I volunteer my service in labor and time to Whidbey Institute’s volunteer program. These services are performed by my own free will.
I agree to fulfill my volunteer responsibilities to the best of my ability and to abide by the safety and work standards established by Whidbey Institute. I understand that if I do not follow these guidelines my participation in the program may be terminated.
I understand that there is risk of physical injury involved in my volunteer assignment and will study, understand and avoid any and all potential dangers to minimize this risk. I will NOT accept any work assignment that I feel I am not qualified or prepared for.
I understand that supervisors trained in safe work procedures will lead me on all projects and activities. I also understand that each project or activity, as well as transportation to and from the activity, will involve the normal level of risk associated with such a project or activity and I hereby release the Whidbey Institute, and any of its partners, officers, agents, and employees, from all claims and liabilities of any nature arising out of my participation in any aspect of this volunteer program.

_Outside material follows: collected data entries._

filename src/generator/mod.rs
//! Generator module - writes the static site to the public directory

use anyhow::{Context as _, Result};
use std::fs;
use std::path::Path;
use walkdir::WalkDir;

use crate::config::SiteConfig;
use crate::content::{post_path, static_params, ContentStore, Lookup};
use crate::helpers::{date_xml, escape_xml, full_url_for, strip_invalid_xml_chars};
use crate::render::{PageRenderer, STYLESHEET_PATH};
use crate::theme::{generate_stylesheet, theme};
use crate::Portfolio;

/// Static site generator
pub struct Generator {
    site: Portfolio,
    renderer: PageRenderer,
}

impl Generator {
    /// Create a new generator
    pub fn new(site: &Portfolio) -> Result<Self> {
        let renderer = PageRenderer::new(site)?;
        Ok(Self {
            site: site.clone(),
            renderer,
        })
    }

    /// Generate the entire site
    pub fn generate(&self, store: &ContentStore) -> Result<()> {
        fs::create_dir_all(&self.site.public_dir)?;
        self.remove_stale_posts()?;

        // Static assets first so generated files win on conflicts
        self.copy_static_assets()?;

        self.generate_stylesheet()?;
        self.generate_home_page(store)?;
        self.generate_blog_index(store)?;
        self.generate_post_pages(store)?;
        self.generate_not_found_page()?;

        if self.site.config.feed.enable {
            self.generate_atom_feed(store)?;
        }

        Ok(())
    }

    /// Drop post pages from earlier runs; only the current published set is written back
    fn remove_stale_posts(&self) -> Result<()> {
        let blog_dir = self.site.public_dir.join("blog");
        if blog_dir.exists() {
            fs::remove_dir_all(&blog_dir)
                .with_context(|| format!("Failed to remove {:?}", blog_dir))?;
            tracing::debug!("Removed previous output {:?}", blog_dir);
        }
        Ok(())
    }

    fn generate_stylesheet(&self) -> Result<()> {
        let css = generate_stylesheet(theme());
        self.write_output(STYLESHEET_PATH, &css)?;
        tracing::debug!("Generated {}", STYLESHEET_PATH);
        Ok(())
    }

    fn generate_home_page(&self, store: &ContentStore) -> Result<()> {
        let html = self.renderer.render_home(store.all_posts())?;
        self.write_output("index.html", &html)
    }

    fn generate_blog_index(&self, store: &ContentStore) -> Result<()> {
        let html = self.renderer.render_blog_index(store.all_posts())?;
        self.write_output("blog/index.html", &html)
    }

    /// Generate one page per published post
    fn generate_post_pages(&self, store: &ContentStore) -> Result<()> {
        let posts = store.all_posts();
        let slugs = static_params(posts);

        for slug in &slugs {
            let html = match self.renderer.render_post(posts, slug)? {
                Lookup::Found(html) => html,
                Lookup::NotFound => {
                    anyhow::bail!("Static route {:?} has no matching post", slug)
                }
            };
            let output = format!("{}index.html", post_path(slug));
            self.write_output(&output, &html)?;
            tracing::debug!("Generated post: {}", output);
        }

        tracing::info!("Generated {} post pages", slugs.len());
        Ok(())
    }

    fn generate_not_found_page(&self) -> Result<()> {
        let html = self.renderer.render_not_found()?;
        self.write_output("404.html", &html)
    }

    fn generate_atom_feed(&self, store: &ContentStore) -> Result<()> {
        let config = &self.site.config;
        let feed = atom_feed(config, store);
        self.write_output(&config.feed.path, &feed)?;
        tracing::info!("Generated {}", config.feed.path);

        Ok(())
    }

    /// Copy static assets (images, fonts, etc.) to public directory
    fn copy_static_assets(&self) -> Result<()> {
        let static_dir = &self.site.static_dir;
        if !static_dir.exists() {
            return Ok(());
        }

        let mut copied = 0;
        for entry in WalkDir::new(static_dir)
            .follow_links(true)
            .into_iter()
            .filter_map(|e| e.ok())
        {
            let path = entry.path();
            if !path.is_file() {
                continue;
            }

            let relative = path.strip_prefix(static_dir)?;
            let dest = self.site.public_dir.join(relative);

            if let Some(parent) = dest.parent() {
                fs::create_dir_all(parent)?;
            }

            fs::copy(path, &dest)
                .with_context(|| format!("Failed to copy {:?} to {:?}", path, dest))?;
            copied += 1;
        }

        tracing::debug!("Copied {} static assets", copied);
        Ok(())
    }

    /// Write `content` to a path relative to the public directory
    fn write_output(&self, relative: &str, content: &str) -> Result<()> {
        let output_path = self.site.public_dir.join(Path::new(relative.trim_start_matches('/')));
        if let Some(parent) = output_path.parent() {
            fs::create_dir_all(parent)
                .with_context(|| format!("Failed to create dir {:?}", parent))?;
        }
        fs::write(&output_path, content)
            .with_context(|| format!("Failed to write {:?}", output_path))?;
        Ok(())
    }
}

/// Atom feed of the newest published posts
pub fn atom_feed(config: &SiteConfig, store: &ContentStore) -> String {
    let posts: Vec<_> = store
        .published()
        .take(config.feed.limit)
        .collect();

    let updated = posts
        .first()
        .map(|p| date_xml(&p.date))
        .unwrap_or_else(|| chrono::Utc::now().to_rfc3339());

    let mut feed = String::new();
    feed.push_str(r#"<?xml version="1.0" encoding="utf-8"?>"#);
    feed.push('\n');
    feed.push_str(r#"<feed xmlns="http://www.w3.org/2005/Atom">"#);
    feed.push('\n');
    feed.push_str(&format!("  <title>{}</title>\n", escape_xml(&config.title)));
    feed.push_str(&format!(
        "  <subtitle>{}</subtitle>\n",
        escape_xml(&config.description)
    ));
    feed.push_str(&format!(
        "  <link href=\"{}\" rel=\"self\"/>\n",
        full_url_for(config, &config.feed.path)
    ));
    feed.push_str(&format!("  <link href=\"{}\"/>\n", full_url_for(config, "/")));
    feed.push_str(&format!("  <updated>{}</updated>\n", updated));
    feed.push_str(&format!("  <id>{}</id>\n", full_url_for(config, "/")));
    feed.push_str(&format!(
        "  <author><name>{}</name></author>\n",
        escape_xml(&config.author)
    ));

    for post in posts {
        let url = full_url_for(config, &post.path());
        feed.push_str("  <entry>\n");
        feed.push_str(&format!("    <title>{}</title>\n", escape_xml(&post.title)));
        feed.push_str(&format!("    <link href=\"{}\"/>\n", url));
        feed.push_str(&format!("    <id>{}</id>\n", url));
        feed.push_str(&format!("    <published>{}</published>\n", date_xml(&post.date)));
        feed.push_str(&format!("    <updated>{}</updated>\n", date_xml(&post.date)));
        feed.push_str(&format!(
            "    <summary>{}</summary>\n",
            escape_xml(&strip_invalid_xml_chars(&post.description))
        ));
        feed.push_str("  </entry>\n");
    }

    feed.push_str("</feed>\n");
    feed
}

#[cfg(test)]
mod tests {
    use super::*;
    use crate::config::Mode;
    use tempfile::TempDir;

    fn site(dir: &TempDir, mode: Mode) -> Portfolio {
        let site =
            Portfolio::with_config(dir.path().to_path_buf(), SiteConfig::default(), mode);
        fs::create_dir_all(&site.posts_dir).unwrap();
        fs::write(
            site.posts_dir.join("hello.md"),
            "---\ntitle: Hello\ndescription: d\ndate: 2024-03-03\nisPublished: true\n---\n<p>hi</p>\n",
        )
        .unwrap();
        fs::write(
            site.posts_dir.join("draft.md"),
            "---\ntitle: Draft\ndate: 2024-03-04\n---\nNot yet.\n",
        )
        .unwrap();
        site
    }

    #[test]
    fn test_generates_only_published_post_routes() {
        let dir = TempDir::new().unwrap();
        let site = site(&dir, Mode::Development);
        let store = site.load_content().unwrap();

        Generator::new(&site).unwrap().generate(&store).unwrap();

        let public = &site.public_dir;
        assert!(public.join("blog/hello/index.html").exists());
        assert!(!public.join("blog/draft").exists());
        assert!(public.join("index.html").exists());
        assert!(public.join("blog/index.html").exists());
        assert!(public.join("404.html").exists());
        assert!(public.join("css/theme.css").exists());
    }

    #[test]
    fn test_unpublished_post_removed_on_regenerate() {
        let dir = TempDir::new().unwrap();
        let site = site(&dir, Mode::Production);
        let page = site.public_dir.join("blog/hello/index.html");

        let store = site.load_content().unwrap();
        Generator::new(&site).unwrap().generate(&store).unwrap();
        assert!(page.exists());

        fs::write(
            site.posts_dir.join("hello.md"),
            "---\ntitle: Hello\ndescription: d\ndate: 2024-03-03\nisPublished: false\n---\n<p>hi</p>\n",
        )
        .unwrap();
        let store = site.load_content().unwrap();
        assert!(static_params(store.all_posts()).is_empty());

        Generator::new(&site).unwrap().generate(&store).unwrap();
        assert!(!page.exists());
        assert!(site.public_dir.join("blog/index.html").exists());
    }

    #[test]
    fn test_post_page_content() {
        let dir = TempDir::new().unwrap();
        let site = site(&dir, Mode::Production);
        let store = site.load_content().unwrap();

        Generator::new(&site).unwrap().generate(&store).unwrap();

        let html = fs::read_to_string(site.public_dir.join("blog/hello/index.html")).unwrap();
        assert!(html.contains("Posted on March 3rd, 2024"));
        assert!(html.contains("/images/og-template.png"));
        assert!(html.contains("<p>hi</p>"));
    }

    #[test]
    fn test_feed_lists_published_posts() {
        let dir = TempDir::new().unwrap();
        let site = site(&dir, Mode::Production);
        let store = site.load_content().unwrap();

        Generator::new(&site).unwrap().generate(&store).unwrap();

        let feed = fs::read_to_string(site.public_dir.join("atom.xml")).unwrap();
        assert!(feed.contains("<title>Hello</title>"));
        assert!(feed.contains("http://localhost:4000/blog/hello/"));
        assert!(!feed.contains("Draft"));
    }

    #[test]
    fn test_static_assets_copied() {
        let dir = TempDir::new().unwrap();
        let site = site(&dir, Mode::Production);
        fs::create_dir_all(site.static_dir.join("images")).unwrap();
        fs::write(site.static_dir.join("images/og-template.png"), b"png").unwrap();
        let store = site.load_content().unwrap();

        Generator::new(&site).unwrap().generate(&store).unwrap();

        assert_eq!(
            fs::read(site.public_dir.join("images/og-template.png")).unwrap(),
            b"png"
        );
    }
}
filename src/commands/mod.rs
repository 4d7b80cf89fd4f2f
//! CLI command implementations

pub mod clean;
pub mod generate;
pub mod init;
pub mod list;
pub mod new;
//! Front-matter parsing

use anyhow::{anyhow, Result};
use chrono::{DateTime, NaiveDate, NaiveDateTime, TimeZone};
use chrono_tz::Tz;
use serde::{Deserialize, Serialize};
use std::collections::HashMap;

/// Front-matter data from a post
#[derive(Debug, Clone, Default, Serialize, Deserialize)]
#[serde(default)]
pub struct FrontMatter {
    pub title: Option<String>,
    pub description: Option<String>,
    pub date: Option<String>,
    pub slug: Option<String>,
    #[serde(rename = "thumbnailUrl", alias = "thumbnail_url", alias = "thumbnail")]
    pub thumbnail_url: Option<String>,
    /// Posts are drafts unless explicitly published
    #[serde(rename = "isPublished", alias = "is_published", alias = "published")]
    pub is_published: bool,

    /// Additional custom fields
    #[serde(flatten)]
    pub extra: HashMap<String, serde_yaml::Value>,
}

impl FrontMatter {
    /// Parse front-matter from content string
    /// Returns (front_matter, remaining_content)
    pub fn parse(content: &str) -> Result<(Self, &str)> {
        let content = content.trim_start();

        if content.starts_with("---") {
            return Self::parse_yaml(content);
        }

        if content.starts_with(";;;") || content.starts_with('{') {
            return Self::parse_json(content);
        }

        Ok((FrontMatter::default(), content))
    }

    fn parse_yaml(content: &str) -> Result<(Self, &str)> {
        let rest = &content[3..];
        let rest = rest.trim_start_matches(['\n', '\r']);

        let Some(end_pos) = rest.find("\n---") else {
            // No closing ---, treat as no front-matter
            return Ok((FrontMatter::default(), content));
        };

        let yaml_content = &rest[..end_pos];
        let remaining = &rest[end_pos + 4..];
        let remaining = remaining.trim_start_matches(['\n', '\r']);

        if yaml_content.trim().is_empty() {
            return Ok((FrontMatter::default(), remaining));
        }

        // A leading horizontal rule followed by prose is not front-matter
        if !looks_like_yaml(yaml_content) {
            return Ok((FrontMatter::default(), content));
        }

        let fm = serde_yaml::from_str::<FrontMatter>(yaml_content)
            .map_err(|e| anyhow!("Failed to parse YAML front-matter: {}", e))?;
        Ok((fm, remaining))
    }

    fn parse_json(content: &str) -> Result<(Self, &str)> {
        // JSON front-matter ends with ;;;
        if let Some(rest) = content.strip_prefix(";;;") {
            if let Some(end_pos) = rest.find(";;;") {
                let json_content = &rest[..end_pos];
                let remaining = rest[end_pos + 3..].trim_start_matches(['\n', '\r']);

                let fm: FrontMatter = serde_json::from_str(json_content)
                    .map_err(|e| anyhow!("Failed to parse JSON front-matter: {}", e))?;

                return Ok((fm, remaining));
            }
        }

        if content.starts_with('{') {
            let mut depth = 0;
            let mut end_pos = 0;
            for (i, c) in content.char_indices() {
                match c {
                    '{' => depth += 1,
                    '}' => {
                        depth -= 1;
                        if depth == 0 {
                            end_pos = i + 1;
                            break;
                        }
                    }
                    _ => {}
                }
            }

            if end_pos > 0 {
                let json_content = &content[..end_pos];
                let remaining = content[end_pos..].trim_start_matches(['\n', '\r']);

                let fm: FrontMatter = serde_json::from_str(json_content)
                    .map_err(|e| anyhow!("Failed to parse JSON front-matter: {}", e))?;

                return Ok((fm, remaining));
            }
        }

        Err(anyhow!("Invalid JSON front-matter"))
    }
}

/// Whether a block between `---` fences has at least one `key: value` line
fn looks_like_yaml(block: &str) -> bool {
    block.lines().any(|line| {
        let trimmed = line.trim();
        if trimmed.is_empty() || trimmed.starts_with('#') {
            return false;
        }
        let Some(colon_pos) = trimmed.find(':') else {
            return false;
        };
        let key = &trimmed[..colon_pos];
        let is_valid_key = !key.is_empty()
            && key
                .chars()
                .all(|c| c.is_ascii_alphanumeric() || c == '_' || c == '-')
            && !matches!(key, "http" | "https" | "ftp");
        let after_colon = &trimmed[colon_pos + 1..];
        is_valid_key && (after_colon.is_empty() || after_colon.starts_with(' '))
    })
}

/// Parse a date string in the formats posts use.
///
/// Naive values are interpreted in `tz`; values with an explicit offset keep
/// their instant and are converted to `tz`.
pub fn parse_date_string(s: &str, tz: Tz) -> Option<DateTime<Tz>> {
    let s = s.trim();

    if let Ok(dt) = DateTime::parse_from_rfc3339(s) {
        return Some(dt.with_timezone(&tz));
    }
    if let Ok(dt) = DateTime::parse_from_str(s, "%Y-%m-%dT%H:%M:%S%.f%z") {
        return Some(dt.with_timezone(&tz));
    }

    let datetime_formats = [
        "%Y-%m-%d %H:%M:%S",
        "%Y/%m/%d %H:%M:%S",
        "%Y-%m-%d %H:%M",
        "%Y/%m/%d %H:%M",
        "%Y-%m-%dT%H:%M:%S",
        "%Y-%m-%dT%H:%M:%S%.f",
    ];
    for fmt in datetime_formats {
        if let Ok(naive) = NaiveDateTime::parse_from_str(s, fmt) {
            return tz.from_local_datetime(&naive).earliest();
        }
    }

    for fmt in ["%Y-%m-%d", "%Y/%m/%d"] {
        if let Ok(d) = NaiveDate::parse_from_str(s, fmt) {
            let naive = d.and_hms_opt(0, 0, 0)?;
            return tz.from_local_datetime(&naive).earliest();
        }
    }

    None
}

#[cfg(test)]
mod tests {
    use super::*;
    use chrono::{Datelike, Timelike};

    #[test]
    fn test_parse_yaml_frontmatter() {
        let content = r#"---
title: Hello
description: d
date: 2024-03-03
thumbnailUrl: /images/hello.png
isPublished: true
---

<p>hi</p>
"#;

        let (fm, remaining) = FrontMatter::parse(content).unwrap();
        assert_eq!(fm.title.as_deref(), Some("Hello"));
        assert_eq!(fm.description.as_deref(), Some("d"));
        assert_eq!(fm.date.as_deref(), Some("2024-03-03"));
        assert_eq!(fm.thumbnail_url.as_deref(), Some("/images/hello.png"));
        assert!(fm.is_published);
        assert_eq!(remaining.trim(), "<p>hi</p>");
    }

    #[test]
    fn test_field_aliases() {
        let content = "---\ntitle: Aliased\nthumbnail: /a.png\npublished: true\nseries: intro\n---\nBody";
        let (fm, _) = FrontMatter::parse(content).unwrap();
        assert_eq!(fm.thumbnail_url.as_deref(), Some("/a.png"));
        assert!(fm.is_published);
        assert_eq!(
            fm.extra.get("series").and_then(|v| v.as_str()),
            Some("intro")
        );
    }

    #[test]
    fn test_unpublished_by_default() {
        let (fm, _) = FrontMatter::parse("---\ntitle: Draft\n---\nBody").unwrap();
        assert!(!fm.is_published);
        assert_eq!(fm.thumbnail_url, None);
    }

    #[test]
    fn test_parse_json_frontmatter() {
        let content = r#"{"title": "Test Post", "isPublished": true}

This is content.
"#;

        let (fm, remaining) = FrontMatter::parse(content).unwrap();
        assert_eq!(fm.title.as_deref(), Some("Test Post"));
        assert!(fm.is_published);
        assert!(remaining.contains("This is content."));
    }

    #[test]
    fn test_markdown_separator_not_yaml() {
        let content = r#"
---

Check out https://example.com/path and http://test.com

---
More content.
"#;

        let (fm, remaining) = FrontMatter::parse(content).unwrap();
        assert_eq!(fm.title, None);
        assert!(remaining.contains("https://example.com"));
    }

    #[test]
    fn test_malformed_yaml_is_an_error() {
        let content = "---\ntitle: [unclosed\n---\nBody";
        assert!(FrontMatter::parse(content).is_err());
    }

    #[test]
    fn test_parse_date_only() {
        let dt = parse_date_string("2024-03-03", Tz::UTC).unwrap();
        assert_eq!((dt.year(), dt.month(), dt.day()), (2024, 3, 3));
        assert_eq!(dt.hour(), 0);
    }

    #[test]
    fn test_parse_date_in_site_timezone() {
        let tz = chrono_tz::America::New_York;
        let dt = parse_date_string("2024/03/03 23:30", tz).unwrap();
        assert_eq!(dt.day(), 3);
        assert_eq!(dt.hour(), 23);
        assert_eq!(dt.timezone(), tz);
    }

    #[test]
    fn test_parse_rfc3339_converts_to_site_timezone() {
        let dt = parse_date_string("2024-03-03T02:00:00Z", chrono_tz::America::New_York).unwrap();
        // 02:00 UTC is still March 2nd in New York
        assert_eq!(dt.day(), 2);
    }

    #[test]
    fn test_parse_invalid_date() {
        assert!(parse_date_string("third of March", Tz::UTC).is_none());
    }
}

MEDICAL CARE AUTHORIZATION
I will attest that I am in good health on the day(s) I am volunteering. In the case of a medical emergency, I hereby grant my permission to the physician secured by the supervisor in charge of the volunteer activities to hospitalize, secure treatment for and to order injection, anesthesia, or surgery for me. In the event any such treatment is not covered by insurance applicable to the activities, I will pay the expenses incurred in such emergency treatment.
I will take responsibility to be properly prepared for all activities, including having the proper clothing and equipment, and being in adequate health for the activity. I will inform the supervisor of any particular physical, mental, social or other condition affecting my ability to participate.